• Task description: Restate the records exactly. Include all of them.

Saved data entries:
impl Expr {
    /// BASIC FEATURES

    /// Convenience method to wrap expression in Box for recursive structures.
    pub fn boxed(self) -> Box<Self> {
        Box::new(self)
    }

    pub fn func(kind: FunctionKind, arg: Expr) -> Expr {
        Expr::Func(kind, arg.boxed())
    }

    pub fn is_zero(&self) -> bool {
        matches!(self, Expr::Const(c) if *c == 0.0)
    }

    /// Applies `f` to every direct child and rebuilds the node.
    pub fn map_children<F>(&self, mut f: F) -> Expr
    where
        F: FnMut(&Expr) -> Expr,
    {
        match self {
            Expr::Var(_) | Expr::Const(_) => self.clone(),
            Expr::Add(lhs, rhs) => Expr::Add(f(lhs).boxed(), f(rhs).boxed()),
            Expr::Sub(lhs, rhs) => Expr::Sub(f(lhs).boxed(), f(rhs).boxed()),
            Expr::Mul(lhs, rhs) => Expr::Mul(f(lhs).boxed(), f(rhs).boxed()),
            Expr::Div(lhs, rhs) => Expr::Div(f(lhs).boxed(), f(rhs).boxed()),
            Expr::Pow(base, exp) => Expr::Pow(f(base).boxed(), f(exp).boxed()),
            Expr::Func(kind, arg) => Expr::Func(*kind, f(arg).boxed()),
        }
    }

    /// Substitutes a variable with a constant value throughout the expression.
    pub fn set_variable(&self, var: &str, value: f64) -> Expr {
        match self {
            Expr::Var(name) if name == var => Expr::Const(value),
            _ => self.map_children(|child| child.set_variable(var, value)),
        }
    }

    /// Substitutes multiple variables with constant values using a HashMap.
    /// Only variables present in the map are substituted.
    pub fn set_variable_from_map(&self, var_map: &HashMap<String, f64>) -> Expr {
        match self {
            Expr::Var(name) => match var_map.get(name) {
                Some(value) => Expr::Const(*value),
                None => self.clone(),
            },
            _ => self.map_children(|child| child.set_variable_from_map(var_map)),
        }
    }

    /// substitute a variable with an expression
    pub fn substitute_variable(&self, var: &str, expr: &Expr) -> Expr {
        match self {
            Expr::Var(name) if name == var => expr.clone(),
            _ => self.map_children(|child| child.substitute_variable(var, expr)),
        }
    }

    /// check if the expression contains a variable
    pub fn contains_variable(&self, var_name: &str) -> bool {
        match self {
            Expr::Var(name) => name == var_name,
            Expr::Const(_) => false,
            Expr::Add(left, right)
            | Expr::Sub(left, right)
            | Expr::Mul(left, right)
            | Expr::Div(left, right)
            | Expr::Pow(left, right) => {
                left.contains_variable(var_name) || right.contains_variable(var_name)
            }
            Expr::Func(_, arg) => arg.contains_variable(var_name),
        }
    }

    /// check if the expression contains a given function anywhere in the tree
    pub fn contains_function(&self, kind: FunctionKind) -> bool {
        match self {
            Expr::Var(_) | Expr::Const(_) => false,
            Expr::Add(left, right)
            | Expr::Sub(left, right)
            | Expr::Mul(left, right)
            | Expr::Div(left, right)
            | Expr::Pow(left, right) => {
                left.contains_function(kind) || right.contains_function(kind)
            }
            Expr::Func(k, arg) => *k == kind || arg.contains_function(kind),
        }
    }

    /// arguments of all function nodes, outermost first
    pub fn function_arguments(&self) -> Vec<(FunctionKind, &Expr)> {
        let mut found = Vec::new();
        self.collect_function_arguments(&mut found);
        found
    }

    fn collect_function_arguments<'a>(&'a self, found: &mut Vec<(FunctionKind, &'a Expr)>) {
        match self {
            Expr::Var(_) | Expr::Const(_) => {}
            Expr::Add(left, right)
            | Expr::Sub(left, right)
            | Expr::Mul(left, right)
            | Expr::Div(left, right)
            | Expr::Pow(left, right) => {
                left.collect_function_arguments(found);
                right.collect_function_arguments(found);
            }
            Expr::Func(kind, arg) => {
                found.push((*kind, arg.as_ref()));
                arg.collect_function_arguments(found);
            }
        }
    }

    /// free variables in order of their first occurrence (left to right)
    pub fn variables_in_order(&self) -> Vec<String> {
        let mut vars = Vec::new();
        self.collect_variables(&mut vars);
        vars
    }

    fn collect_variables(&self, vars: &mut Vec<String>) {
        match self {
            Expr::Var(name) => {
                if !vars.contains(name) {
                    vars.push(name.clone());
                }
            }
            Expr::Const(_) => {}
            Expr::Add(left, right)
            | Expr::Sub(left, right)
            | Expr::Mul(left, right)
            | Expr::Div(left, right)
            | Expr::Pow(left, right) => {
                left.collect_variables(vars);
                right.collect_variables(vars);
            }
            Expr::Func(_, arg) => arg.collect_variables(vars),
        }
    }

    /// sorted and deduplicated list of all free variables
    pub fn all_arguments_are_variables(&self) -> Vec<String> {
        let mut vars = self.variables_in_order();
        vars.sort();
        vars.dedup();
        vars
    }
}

• Response to the task:
impl Expr {
    /// BASIC FEATURES

    /// Convenience method to wrap expression in Box for recursive structures.
    pub fn boxed(self) -> Box<Self> {
        Box::new(self)
    }

    pub fn func(kind: FunctionKind, arg: Expr) -> Expr {
        Expr::Func(kind, arg.boxed())
    }

    pub fn is_zero(&self) -> bool {
        matches!(self, Expr::Const(c) if *c == 0.0)
    }

    /// Applies `f` to every direct child and rebuilds the node.
    pub fn map_children<F>(&self, mut f: F) -> Expr
    where
        F: FnMut(&Expr) -> Expr,
    {
        match self {
            Expr::Var(_) | Expr::Const(_) => self.clone(),
            Expr::Add(lhs, rhs) => Expr::Add(f(lhs).boxed(), f(rhs).boxed()),
            Expr::Sub(lhs, rhs) => Expr::Sub(f(lhs).boxed(), f(rhs).boxed()),
            Expr::Mul(lhs, rhs) => Expr::Mul(f(lhs).boxed(), f(rhs).boxed()),
            Expr::Div(lhs, rhs) => Expr::Div(f(lhs).boxed(), f(rhs).boxed()),
            Expr::Pow(base, exp) => Expr::Pow(f(base).boxed(), f(exp).boxed()),
            Expr::Func(kind, arg) => Expr::Func(*kind, f(arg).boxed()),
        }
    }

    /// Substitutes a variable with a constant value throughout the expression.
    pub fn set_variable(&self, var: &str, value: f64) -> Expr {
        match self {
            Expr::Var(name) if name == var => Expr::Const(value),
            _ => self.map_children(|child| child.set_variable(var, value)),
        }
    }

    /// Substitutes multiple variables with constant values using a HashMap.
    /// Only variables present in the map are substituted.
    pub fn set_variable_from_map(&self, var_map: &HashMap<String, f64>) -> Expr {
        match self {
            Expr::Var(name) => match var_map.get(name) {
                Some(value) => Expr::Const(*value),
                None => self.clone(),
            },
            _ => self.map_children(|child| child.set_variable_from_map(var_map)),
        }
    }

    /// substitute a variable with an expression
    pub fn substitute_variable(&self, var: &str, expr: &Expr) -> Expr {
        match self {
            Expr::Var(name) if name == var => expr.clone(),
            _ => self.map_children(|child| child.substitute_variable(var, expr)),
        }
    }

    /// check if the expression contains a variable
    pub fn contains_variable(&self, var_name: &str) -> bool {
        match self {
            Expr::Var(name) => name == var_name,
            Expr::Const(_) => false,
            Expr::Add(left, right)
            | Expr::Sub(left, right)
            | Expr::Mul(left, right)
            | Expr::Div(left, right)
            | Expr::Pow(left, right) => {
                left.contains_variable(var_name) || right.contains_variable(var_name)
            }
            Expr::Func(_, arg) => arg.contains_variable(var_name),
        }
    }

    /// check if the expression contains a given function anywhere in the tree
    pub fn contains_function(&self, kind: FunctionKind) -> bool {
        match self {
            Expr::Var(_) | Expr::Const(_) => false,
            Expr::Add(left, right)
            | Expr::Sub(left, right)
            | Expr::Mul(left, right)
            | Expr::Div(left, right)
            | Expr::Pow(left, right) => {
                left.contains_function(kind) || right.contains_function(kind)
            }
            Expr::Func(k, arg) => *k == kind || arg.contains_function(kind),
        }
    }

    /// arguments of all function nodes, outermost first
    pub fn function_arguments(&self) -> Vec<(FunctionKind, &Expr)> {
        let mut found = Vec::new();
        self.collect_function_arguments(&mut found);
        found
    }

    fn collect_function_arguments<'a>(&'a self, found: &mut Vec<(FunctionKind, &'a Expr)>) {
        match self {
            Expr::Var(_) | Expr::Const(_) => {}
            Expr::Add(left, right)
            | Expr::Sub(left, right)
            | Expr::Mul(left, right)
            | Expr::Div(left, right)
            | Expr::Pow(left, right) => {
                left.collect_function_arguments(found);
                right.collect_function_arguments(found);
            }
            Expr::Func(kind, arg) => {
                found.push((*kind, arg.as_ref()));
                arg.collect_function_arguments(found);
            }
        }
    }

    /// free variables in order of their first occurrence (left to right)
    pub fn variables_in_order(&self) -> Vec<String> {
        let mut vars = Vec::new();
        self.collect_variables(&mut vars);
        vars
    }

    fn collect_variables(&self, vars: &mut Vec<String>) {
        match self {
            Expr::Var(name) => {
                if !vars.contains(name) {
                    vars.push(name.clone());
                }
            }
            Expr::Const(_) => {}
            Expr::Add(left, right)
            | Expr::Sub(left, right)
            | Expr::Mul(left, right)
            | Expr::Div(left, right)
            | Expr::Pow(left, right) => {
                left.collect_variables(vars);
                right.collect_variables(vars);
            }
            Expr::Func(_, arg) => arg.collect_variables(vars),
        }
    }

    /// sorted and deduplicated list of all free variables
    pub fn all_arguments_are_variables(&self) -> Vec<String> {
        let mut vars = self.variables_in_order();
        vars.sort();
        vars.dedup();
        vars
    }
}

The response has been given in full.